# What you have to do:
Each line containing the string "failed" should be copied out of the entries.

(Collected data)
//! STREAK Test Utilities
//!
//! Shared test infrastructure for the STREAK workspace:
//! - Scripted origin and edge collaborators
//! - Proptest generators for calendars and retry profiles
//! - Fixtures for common cache scenarios
//! - Assertions over `SyncResult`

pub use streak_core::{
    CacheEntry, CacheStatus, ContributionCalendar, ContributionDay, FetchError, MonthSummary,
    RetryConfig, SyncConfig, SyncOptions, SyncResult, SyncSource, Timestamp, Year,
};
pub use streak_storage::{InMemoryCacheStore, YearCache};
pub use streak_sync::{ContributionSource, EdgeCache, EdgeHit, SyncOrchestrator};

use std::collections::{HashMap, VecDeque};
use std::sync::atomic::{AtomicBool, AtomicU32, AtomicUsize, Ordering};
use std::sync::Mutex;
use std::time::Duration;

use async_trait::async_trait;

// ============================================================================
// MOCK COLLABORATORS
// ============================================================================

/// Scripted origin.
///
/// Serves registered calendars (or [`fixtures::calendar_for_year`]) after an
/// optional latency, and records call counts and peak concurrency. Queued
/// failures are returned before anything else; a persistent failure is
/// returned until [`MockOrigin::recover`] is called.
#[derive(Debug, Default)]
pub struct MockOrigin {
    calendars: Mutex<HashMap<Year, ContributionCalendar>>,
    queued_failures: Mutex<VecDeque<FetchError>>,
    persistent_failure: Mutex<Option<FetchError>>,
    latency: Mutex<Duration>,
    calls: AtomicU32,
    calls_by_year: Mutex<HashMap<Year, u32>>,
    active: AtomicUsize,
    peak_active: AtomicUsize,
}

impl MockOrigin {
    pub fn new() -> Self {
        Self::default()
    }

    pub fn with_calendar(self, year: Year, calendar: ContributionCalendar) -> Self {
        self.set_calendar(year, calendar);
        self
    }

    pub fn with_latency(self, latency: Duration) -> Self {
        self.set_latency(latency);
        self
    }

    pub fn set_calendar(&self, year: Year, calendar: ContributionCalendar) {
        if let Ok(mut calendars) = self.calendars.lock() {
            calendars.insert(year, calendar);
        }
    }

    pub fn set_latency(&self, latency: Duration) {
        if let Ok(mut current) = self.latency.lock() {
            *current = latency;
        }
    }

    /// Fail the next call with `error`.
    pub fn fail_next(&self, error: FetchError) {
        if let Ok(mut queue) = self.queued_failures.lock() {
            queue.push_back(error);
        }
    }

    /// Fail every call with `error` until [`recover`](Self::recover).
    pub fn fail_always(&self, error: FetchError) {
        if let Ok(mut failure) = self.persistent_failure.lock() {
            *failure = Some(error);
        }
    }

    pub fn recover(&self) {
        if let Ok(mut failure) = self.persistent_failure.lock() {
            *failure = None;
        }
        if let Ok(mut queue) = self.queued_failures.lock() {
            queue.clear();
        }
    }

    pub fn call_count(&self) -> u32 {
        self.calls.load(Ordering::SeqCst)
    }

    pub fn calls_for(&self, year: Year) -> u32 {
        self.calls_by_year
            .lock()
            .map(|calls| calls.get(&year).copied().unwrap_or(0))
            .unwrap_or(0)
    }

    /// Highest number of fetches observed running at the same time.
    pub fn max_concurrency(&self) -> usize {
        self.peak_active.load(Ordering::SeqCst)
    }

    fn next_response(&self, year: Year) -> Result<ContributionCalendar, FetchError> {
        if let Some(error) = self.queued_failures.lock().ok().and_then(|mut q| q.pop_front()) {
            return Err(error);
        }
        if let Some(error) = self.persistent_failure.lock().ok().and_then(|f| f.clone()) {
            return Err(error);
        }
        Ok(self
            .calendars
            .lock()
            .ok()
            .and_then(|calendars| calendars.get(&year).cloned())
            .unwrap_or_else(|| fixtures::calendar_for_year(year)))
    }
}

/// Decrements the active counter even when the fetch is cancelled.
struct ActiveGuard<'a>(&'a AtomicUsize);

impl Drop for ActiveGuard<'_> {
    fn drop(&mut self) {
        self.0.fetch_sub(1, Ordering::SeqCst);
    }
}

#[async_trait]
impl ContributionSource for MockOrigin {
    async fn fetch_year(&self, year: Year) -> Result<ContributionCalendar, FetchError> {
        self.calls.fetch_add(1, Ordering::SeqCst);
        if let Ok(mut calls) = self.calls_by_year.lock() {
            *calls.entry(year).or_default() += 1;
        }

        let now_active = self.active.fetch_add(1, Ordering::SeqCst) + 1;
        self.peak_active.fetch_max(now_active, Ordering::SeqCst);
        let _guard = ActiveGuard(&self.active);

        let latency = self.latency.lock().map(|l| *l).unwrap_or_default();
        if !latency.is_zero() {
            tokio::time::sleep(latency).await;
        }
        self.next_response(year)
    }
}

/// In-memory edge tier.
#[derive(Debug, Default)]
pub struct MockEdgeCache {
    entries: Mutex<HashMap<Year, EdgeHit>>,
    failing: AtomicBool,
    lookups: AtomicU32,
    warmed: Mutex<Vec<Year>>,
}

impl MockEdgeCache {
    pub fn new() -> Self {
        Self::default()
    }

    /// Serve `data` for `year`, marked stale or not.
    pub fn insert(&self, year: Year, data: ContributionCalendar, stale: bool) {
        if let Ok(mut entries) = self.entries.lock() {
            entries.insert(
                year,
                EdgeHit {
                    data,
                    cached: true,
                    stale,
                    age: Some(if stale { 86_400 } else { 60 }),
                },
            );
        }
    }

    /// Make every lookup and warm fail.
    pub fn set_failing(&self, failing: bool) {
        self.failing.store(failing, Ordering::SeqCst);
    }

    pub fn lookup_count(&self) -> u32 {
        self.lookups.load(Ordering::SeqCst)
    }

    /// Years pushed through [`EdgeCache::warm`], in order.
    pub fn warmed_years(&self) -> Vec<Year> {
        self.warmed.lock().map(|w| w.clone()).unwrap_or_default()
    }

    fn unavailable() -> FetchError {
        FetchError::Network {
            reason: "edge unavailable".to_string(),
        }
    }
}

#[async_trait]
impl EdgeCache for MockEdgeCache {
    async fn lookup(&self, year: Year) -> Result<Option<EdgeHit>, FetchError> {
        self.lookups.fetch_add(1, Ordering::SeqCst);
        if self.failing.load(Ordering::SeqCst) {
            return Err(Self::unavailable());
        }
        Ok(self
            .entries
            .lock()
            .ok()
            .and_then(|entries| entries.get(&year).cloned()))
    }

    async fn warm(&self, year: Year, data: &ContributionCalendar) -> Result<(), FetchError> {
        if self.failing.load(Ordering::SeqCst) {
            return Err(Self::unavailable());
        }
        if let Ok(mut warmed) = self.warmed.lock() {
            warmed.push(year);
        }
        self.insert(year, data.clone(), false);
        Ok(())
    }
}

// ============================================================================
// PROPTEST GENERATORS
// ============================================================================

pub mod generators {
    //! Proptest strategies for STREAK types.

    use super::*;
    use chrono::{Duration as ChronoDuration, NaiveDate};
    use proptest::prelude::*;

    /// Sparse calendar inside `year`: up to `max_days` days with counts below 40.
    pub fn arb_calendar_in(year: Year, max_days: usize) -> impl Strategy<Value = ContributionCalendar> {
        let days_in_year = fixtures::days_in_year(year);
        prop::collection::btree_map(0..days_in_year, 0u32..40, 0..=max_days).prop_map(
            move |days| {
                let start = NaiveDate::from_ymd_opt(year, 1, 1).unwrap_or_default();
                ContributionCalendar::from_days(
                    days.into_iter().map(|(offset, count)| {
                        ContributionDay::new(start + ChronoDuration::days(i64::from(offset)), count)
                    }),
                    vec![],
                )
            },
        )
    }

    /// Sparse calendar in 2024.
    pub fn arb_calendar() -> impl Strategy<Value = ContributionCalendar> {
        arb_calendar_in(2024, 150)
    }

    /// A valid retry profile.
    pub fn arb_retry_config() -> impl Strategy<Value = RetryConfig> {
        (0u32..8, 1u64..5_000, 0u64..120_000, 1.0f64..5.0, 0.0f64..=1.0).prop_map(
            |(max_retries, base_ms, extra_ms, multiplier, jitter)| RetryConfig {
                max_retries,
                base_delay: Duration::from_millis(base_ms),
                max_delay: Duration::from_millis(base_ms + extra_ms),
                backoff_multiplier: multiplier,
                jitter_factor: jitter,
            },
        )
    }

    /// Any origin failure.
    pub fn arb_fetch_error() -> impl Strategy<Value = FetchError> {
        prop_oneof![
            (1u64..60_000).prop_map(|timeout_ms| FetchError::Timeout { timeout_ms }),
            "[a-z ]{1,20}".prop_map(|reason| FetchError::Network { reason }),
            (400u16..600, "[a-z ]{1,20}").prop_map(|(status, message)| FetchError::Http {
                status,
                message,
                retry_at: None,
            }),
            "[a-z ]{1,20}".prop_map(|message| FetchError::RateLimited {
                message,
                retry_at: None,
            }),
            "[a-z ]{1,20}".prop_map(|message| FetchError::Upstream { message }),
        ]
    }
}

// ============================================================================
// TEST FIXTURES
// ============================================================================

pub mod fixtures {
    //! Pre-built calendars, entries and configurations.

    use super::*;
    use chrono::{Datelike, NaiveDate, Utc};
    use streak_core::{week_start, CacheEntry};
    use streak_storage::CacheStore;

    pub fn days_in_year(year: Year) -> u32 {
        streak_core::expected_days(year)
    }

    fn every_day(year: Year) -> impl Iterator<Item = NaiveDate> {
        let start = NaiveDate::from_ymd_opt(year, 1, 1);
        (0..days_in_year(year)).filter_map(move |offset| {
            start.and_then(|s| s.checked_add_days(chrono::Days::new(u64::from(offset))))
        })
    }

    /// Twelve month summaries for `year`.
    pub fn month_summaries(year: Year) -> Vec<MonthSummary> {
        const NAMES: [&str; 12] = [
            "Jan", "Feb", "Mar", "Apr", "May", "Jun", "Jul", "Aug", "Sep", "Oct", "Nov", "Dec",
        ];
        NAMES
            .iter()
            .enumerate()
            .filter_map(|(i, name)| {
                let first_day = NaiveDate::from_ymd_opt(year, i as u32 + 1, 1)?;
                let next = if i == 11 {
                    NaiveDate::from_ymd_opt(year + 1, 1, 1)?
                } else {
                    NaiveDate::from_ymd_opt(year, i as u32 + 2, 1)?
                };
                let last_day = next.pred_opt()?;
                let weeks = (week_start(last_day) - week_start(first_day)).num_days() / 7 + 1;
                Some(MonthSummary {
                    name: (*name).to_string(),
                    year,
                    first_day,
                    total_weeks: weeks as u32,
                })
            })
            .collect()
    }

    /// Full-year calendar with a deterministic count pattern.
    pub fn calendar_for_year(year: Year) -> ContributionCalendar {
        ContributionCalendar::from_days(
            every_day(year).map(|date| ContributionDay::new(date, (date.ordinal() * 7) % 13)),
            month_summaries(year),
        )
    }

    /// Full-year calendar whose counts add up to exactly `total`.
    pub fn calendar_with_total(year: Year, total: u64) -> ContributionCalendar {
        let days = u64::from(days_in_year(year));
        let base = total / days;
        let remainder = total % days;
        ContributionCalendar::from_days(
            every_day(year).enumerate().map(|(i, date)| {
                let extra = u64::from((i as u64) < remainder);
                ContributionDay::new(date, (base + extra) as u32)
            }),
            month_summaries(year),
        )
    }

    /// Calendar holding only `days` as `(month, day, count)`.
    pub fn sparse_calendar(year: Year, days: &[(u32, u32, u32)]) -> ContributionCalendar {
        ContributionCalendar::from_days(
            days.iter().filter_map(|&(month, day, count)| {
                NaiveDate::from_ymd_opt(year, month, day).map(|d| ContributionDay::new(d, count))
            }),
            vec![],
        )
    }

    /// Entry for `calendar` whose `last_updated` is `age` in the past.
    pub fn aged_entry(year: Year, calendar: ContributionCalendar, age: chrono::Duration) -> CacheEntry {
        CacheEntry::new(year, calendar, Utc::now() - age)
    }

    /// Write `calendar` into `cache` as if it had been synced `age` ago.
    pub async fn seed<S: CacheStore>(
        cache: &YearCache<S>,
        year: Year,
        calendar: ContributionCalendar,
        age: chrono::Duration,
    ) -> CacheEntry {
        match cache.set_at(year, calendar, Utc::now() - age).await {
            Ok(entry) => entry,
            Err(e) => panic!("seeding {year} failed: {e}"),
        }
    }

    /// Config with jitter disabled so delays are exact.
    pub fn deterministic_config() -> SyncConfig {
        SyncConfig::default()
            .with_retry(RetryConfig::default().with_jitter(0.0))
            .with_rate_limit_retry(RetryConfig::rate_limit().with_jitter(0.0))
    }

    pub fn rate_limited() -> FetchError {
        FetchError::RateLimited {
            message: "API rate limit exceeded".to_string(),
            retry_at: None,
        }
    }

    pub fn server_error(status: u16) -> FetchError {
        FetchError::Http {
            status,
            message: "upstream error".to_string(),
            retry_at: None,
        }
    }
}

// ============================================================================
// CUSTOM ASSERTIONS
// ============================================================================

pub mod assertions {
    //! Assertions over sync outcomes.

    use super::*;

    /// Served from cache without touching the network.
    #[track_caller]
    pub fn assert_cache_hit(result: &SyncResult) {
        assert!(result.success, "Expected success, got: {:?}", result);
        assert_eq!(result.source, SyncSource::Cache, "Wrong source");
        assert_eq!(result.cache_status, CacheStatus::Hit, "Wrong cache status");
        assert!(result.is_fresh, "Expected fresh data");
        assert!(result.error.is_none(), "Unexpected error: {:?}", result.error);
    }

    /// Fetch failed and an older cached copy was returned.
    #[track_caller]
    pub fn assert_degraded(result: &SyncResult) {
        assert!(result.success, "Expected success, got: {:?}", result);
        assert!(result.data.is_some(), "Expected fallback data");
        assert_eq!(result.source, SyncSource::Cache, "Wrong source");
        assert_eq!(result.cache_status, CacheStatus::Stale, "Wrong cache status");
        assert!(!result.is_fresh, "Degraded data must not be fresh");
        assert!(result.error.is_some(), "Expected an error message");
    }

    /// Fresh data obtained from the network.
    #[track_caller]
    pub fn assert_fetched(result: &SyncResult, source: SyncSource, status: CacheStatus) {
        assert!(result.success, "Expected success, got: {:?}", result);
        assert!(result.is_fresh, "Expected fresh data");
        assert_eq!(result.source, source, "Wrong source");
        assert_eq!(result.cache_status, status, "Wrong cache status");
    }
}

# Task solution:
            Err(e) => panic!("seeding {year} failed: {e}"),
    /// Fetch failed and an older cached copy was returned.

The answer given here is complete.